Workers pave a new bus lane.
We created a new bus lane on S Columbian Way. Photo: SDOT 

In February, we completed work on the 15th Ave S paving project near Jefferson Park in Beacon Hill. This project repaved about 1 mile of 15th Ave S between S Spokane St and S Angeline St, as well as a section of S Spokane St between S Columbian Way and 18th Ave S. 

Paving projects like this help prevent potholes before they appear, but this project did more than just repair the damaged road. We also made important safety upgrades like new sidewalks, pedestrian safety features, curb ramps, and accessible crossing signals for people with disabilities near Mercer Middle School. The project also created the opportunity to remove and replace old drainage structures to prevent flooding and extend the life of the pavement. 

3) We ♥ Seattle students! With your help, SDOT made it easier and safer for students to get to school in 2021. 

Our vision for Seattle students is to start their day experiencing the benefits of walking, rolling, and biking to school: having fun, feeling safe, strengthening connections to their communities, arriving to school ready to learn, and improved physical and mental health.  

Map showing projects completed in 2021.

In 2021, we completed projects benefiting almost 30 different schools. The Levy to Move Seattle funds many of the projects we complete near schools through the Safe Routes to School program. These projects encourage safe walking, rolling, and biking to school with improvements like raised crosswalks, flashing lights/beacons at crossings, walkways, and signage. 

In 2021, we also helped more students get to school by public transit. In total, we distributed ORCA cards to 16,917 ORCA cards to middle and high school students in 2021. This is about 63% of all middle and high school students in Seattle Public Schools. We also opened “School Streets” to help families get to and from school safely, activated school zone safety cameras, and released the Safe Routes to School Action Plan. 

2021 was the second year of our Youth Ambassadors program, which helps youth leaders learn about public transit options and mobilizes youth to become transit ambassadors in their community. We work with two local organizations, Red Eagle Soaring and We.APP. These organizations have created incredible videos about the experiences of youth using transportation.  

4) Celebrating several Black community members in Seattle and beyond – and their dedication to build stronger, more connected communities – join us to learn more! 

We are the Seattle Department of Transportation – meaning that our core focus is on transportation, infrastructure, managing public spaces, and ensuring access to a range of public mobility options.
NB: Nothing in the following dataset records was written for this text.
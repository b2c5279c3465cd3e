//! Media item model
//!
//! Only metadata lives here; the binary content is kept by
//! [`crate::storage::MediaBlobStore`].

use serde::{Deserialize, Serialize};
use std::fmt;
use std::str::FromStr;
use uuid::Uuid;

use crate::error::{Error, Result};

use super::id::entity_id;

entity_id!(
    /// A unique identifier for a media item
    MediaId
);

/// Metadata for an imported media file
#[derive(Debug, Clone, PartialEq, Eq, Serialize, Deserialize)]
pub struct MediaItem {
    /// Unique identifier
    pub id: MediaId,
    /// Original file name
    pub file_name: String,
    /// Content MIME type
    pub mime_type: String,
    /// Content size in bytes
    pub size_bytes: i64,
    /// Creation timestamp (Unix ms)
    pub created_at: i64,
    /// Last update timestamp (Unix ms)
    pub updated_at: i64,
}

impl MediaItem {
    /// Create media metadata for content of `size_bytes` bytes.
    pub fn new(
        file_name: impl Into<String>,
        mime_type: impl Into<String>,
        size_bytes: i64,
    ) -> Result<Self> {
        let file_name = file_name.into().trim().to_string();
        if file_name.is_empty() {
            return Err(Error::InvalidInput(
                "Media file name cannot be empty".to_string(),
            ));
        }
        if size_bytes < 0 {
            return Err(Error::InvalidInput(
                "Media size cannot be negative".to_string(),
            ));
        }

        let mime_type = mime_type.into().trim().to_string();
        let mime_type = if mime_type.is_empty() {
            guess_mime_type(&file_name).to_string()
        } else {
            mime_type
        };

        let now = chrono::Utc::now().timestamp_millis();
        Ok(Self {
            id: MediaId::new(),
            file_name,
            mime_type,
            size_bytes,
            created_at: now,
            updated_at: now,
        })
    }
}

/// Best-effort MIME type from a file extension.
pub fn guess_mime_type(file_name: &str) -> &'static str {
    let extension = file_name
        .rsplit_once('.')
        .map(|(_, ext)| ext.to_ascii_lowercase())
        .unwrap_or_default();

    match extension.as_str() {
        "png" => "image/png",
        "jpg" | "jpeg" => "image/jpeg",
        "gif" => "image/gif",
        "webp" => "image/webp",
        "svg" => "image/svg+xml",
        "pdf" => "application/pdf",
        "mp3" => "audio/mpeg",
        "wav" => "audio/wav",
        "m4a" => "audio/mp4",
        "mp4" => "video/mp4",
        "txt" | "md" => "text/plain",
        _ => "application/octet-stream",
    }
}

#[cfg(test)]
mod tests {
    use super::*;

    #[test]
    fn new_trims_name_and_guesses_mime() {
        let item = MediaItem::new("  photo.JPG ", "", 42).unwrap();
        assert_eq!(item.file_name, "photo.JPG");
        assert_eq!(item.mime_type, "image/jpeg");
        assert_eq!(item.size_bytes, 42);
    }

    #[test]
    fn new_rejects_empty_name_and_negative_size() {
        assert!(MediaItem::new("  ", "image/png", 1).is_err());
        assert!(MediaItem::new("a.png", "image/png", -1).is_err());
    }

    #[test]
    fn guess_mime_type_defaults_to_octet_stream() {
        assert_eq!(guess_mime_type("archive"), "application/octet-stream");
        assert_eq!(guess_mime_type("notes.md"), "text/plain");
    }
}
But mobility can pertain to more than just the physical act of moving through space – it can also relate to people’s sense of belonging and inclusion in our everyday social practices.  

In celebration of Black History Month, we have been showcasing real world stories of Black people who are making a positive impact in Seattle and beyond. 

Two people enjoy rolling along Lake Washington Boulevard (a Keep Moving Street) on a clear, sunny day.
Two people enjoy rolling along Lake Washington Boulevard (a Keep Moving Street) on a clear, sunny day. Photo credit: Jeanné Clark 

We celebrate and highlight the efforts of several Black community members in this blog post, as part of an ongoing legacy of building stronger community and civic connections overall. This work builds on the legacy of those who came before us and helps light the way for future generations that will follow. 

Sharing these stories represents one important way to recognize and build greater awareness of contributions by Black community members and leaders toward strengthening community, enhancing equity, and ensuring access to public services by all people – but this ongoing effort is far from over, and there is certainly more work to do ahead.